▶ Input material:
use dioxus::prelude::*;

use crate::app::Route;
use crate::domain::AppState;
use crate::ui::theme;
use crate::util::version::APP_NAME;

#[component]
pub fn Shell(children: Element) -> Element {
    let state = use_context::<Signal<AppState>>();
    let current_route = use_route::<Route>();
    let nav = use_navigator();

    let (signed_in, username) = state.with(|st| {
        (
            st.session.is_authenticated(),
            st.session.user.as_ref().map(|user| user.username.clone()),
        )
    });
    let compared = state.with(|st| st.selection.filled().count());

    rsx! {
        div { class: "app",
            header { class: "app-header",
                div { class: "app-title",
                    h1 { "{APP_NAME}" }
                    if let Some(name) = username {
                        p { class: theme::TEXT_MUTED, "Signed in as {name}" }
                    }
                }
                nav { class: "app-nav",
                    NavButton {
                        active: matches!(current_route, Route::Compare {}),
                        onclick: move |_| { nav.push(Route::Compare {}); },
                        label: if compared > 0 { format!("Compare ({compared})") } else { "Compare".to_string() },
                    }
                    if signed_in {
                        NavButton {
                            active: matches!(current_route, Route::Dashboard {}),
                            onclick: move |_| { nav.push(Route::Dashboard {}); },
                            label: "Dashboard",
                        }
                        NavButton {
                            active: matches!(current_route, Route::AdminProjects {}),
                            onclick: move |_| { nav.push(Route::AdminProjects {}); },
                            label: "Projects",
                        }
                        NavButton {
                            active: matches!(current_route, Route::AdminPlaces {}),
                            onclick: move |_| { nav.push(Route::AdminPlaces {}); },
                            label: "Places",
                        }
                        NavButton {
                            active: matches!(current_route, Route::AdminPropertyTypes {}),
                            onclick: move |_| { nav.push(Route::AdminPropertyTypes {}); },
                            label: "Property types",
                        }
                        NavButton {
                            active: matches!(current_route, Route::AdminUsers {}),
                            onclick: move |_| { nav.push(Route::AdminUsers {}); },
                            label: "Users",
                        }
                    } else {
                        NavButton {
                            active: matches!(current_route, Route::Login {}),
                            onclick: move |_| { nav.push(Route::Login {}); },
                            label: "Log in",
                        }
                    }
                    NavButton {
                        active: matches!(current_route, Route::Settings {}),
                        onclick: move |_| { nav.push(Route::Settings {}); },
                        label: "Settings",
                    }
                }
            }
            main { class: "app-main", {children} }
        }
    }
}

/// Shell for pages behind the login. Anonymous visitors get a prompt instead
/// of the page body.
#[component]
pub fn AdminShell(children: Element) -> Element {
    let state = use_context::<Signal<AppState>>();
    let nav = use_navigator();
    let signed_in = state.with(|st| st.session.is_authenticated());

    rsx! {
        Shell {
            if signed_in {
                {children}
            } else {
                section { class: theme::PANEL,
                    h2 { class: theme::PANEL_TITLE, "Sign in required" }
                    p { class: theme::TEXT_MUTED, "The admin pages need an account." }
                    button {
                        class: theme::BTN_PRIMARY,
                        onclick: move |_| { nav.push(Route::Login {}); },
                        "Go to login"
                    }
                }
            }
        }
    }
}

#[component]
fn NavButton(active: bool, onclick: EventHandler<()>, label: String) -> Element {
    rsx! {
        button {
            class: theme::nav_button(active),
            onclick: move |_| onclick.call(()),
            "{label}"
        }
    }
}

▶ Activity:
Restate every line of the listing word for word.

▶ Task solution:
use dioxus::prelude::*;

use crate::app::Route;
use crate::domain::AppState;
use crate::ui::theme;
use crate::util::version::APP_NAME;

#[component]
pub fn Shell(children: Element) -> Element {
    let state = use_context::<Signal<AppState>>();
    let current_route = use_route::<Route>();
    let nav = use_navigator();

    let (signed_in, username) = state.with(|st| {
        (
            st.session.is_authenticated(),
            st.session.user.as_ref().map(|user| user.username.clone()),
        )
    });
    let compared = state.with(|st| st.selection.filled().count());

    rsx! {
        div { class: "app",
            header { class: "app-header",
                div { class: "app-title",
                    h1 { "{APP_NAME}" }
                    if let Some(name) = username {
                        p { class: theme::TEXT_MUTED, "Signed in as {name}" }
                    }
                }
                nav { class: "app-nav",
                    NavButton {
                        active: matches!(current_route, Route::Compare {}),
                        onclick: move |_| { nav.push(Route::Compare {}); },
                        label: if compared > 0 { format!("Compare ({compared})") } else { "Compare".to_string() },
                    }
                    if signed_in {
                        NavButton {
                            active: matches!(current_route, Route::Dashboard {}),
                            onclick: move |_| { nav.push(Route::Dashboard {}); },
                            label: "Dashboard",
                        }
                        NavButton {
                            active: matches!(current_route, Route::AdminProjects {}),
                            onclick: move |_| { nav.push(Route::AdminProjects {}); },
                            label: "Projects",
                        }
                        NavButton {
                            active: matches!(current_route, Route::AdminPlaces {}),
                            onclick: move |_| { nav.push(Route::AdminPlaces {}); },
                            label: "Places",
                        }
                        NavButton {
                            active: matches!(current_route, Route::AdminPropertyTypes {}),
                            onclick: move |_| { nav.push(Route::AdminPropertyTypes {}); },
                            label: "Property types",
                        }
                        NavButton {
                            active: matches!(current_route, Route::AdminUsers {}),
                            onclick: move |_| { nav.push(Route::AdminUsers {}); },
                            label: "Users",
                        }
                    } else {
                        NavButton {
                            active: matches!(current_route, Route::Login {}),
                            onclick: move |_| { nav.push(Route::Login {}); },
                            label: "Log in",
                        }
                    }
                    NavButton {
                        active: matches!(current_route, Route::Settings {}),
                        onclick: move |_| { nav.push(Route::Settings {}); },
                        label: "Settings",
                    }
                }
            }
            main { class: "app-main", {children} }
        }
    }
}

/// Shell for pages behind the login. Anonymous visitors get a prompt instead
/// of the page body.
#[component]
pub fn AdminShell(children: Element) -> Element {
    let state = use_context::<Signal<AppState>>();
    let nav = use_navigator();
    let signed_in = state.with(|st| st.session.is_authenticated());

    rsx! {
        Shell {
            if signed_in {
                {children}
            } else {
                section { class: theme::PANEL,
                    h2 { class: theme::PANEL_TITLE, "Sign in required" }
                    p { class: theme::TEXT_MUTED, "The admin pages need an account." }
                    button {
                        class: theme::BTN_PRIMARY,
                        onclick: move |_| { nav.push(Route::Login {}); },
                        "Go to login"
                    }
                }
            }
        }
    }
}

#[component]
fn NavButton(active: bool, onclick: EventHandler<()>, label: String) -> Element {
    rsx! {
        button {
            class: theme::nav_button(active),
            onclick: move |_| onclick.call(()),
            "{label}"
        }
    }
}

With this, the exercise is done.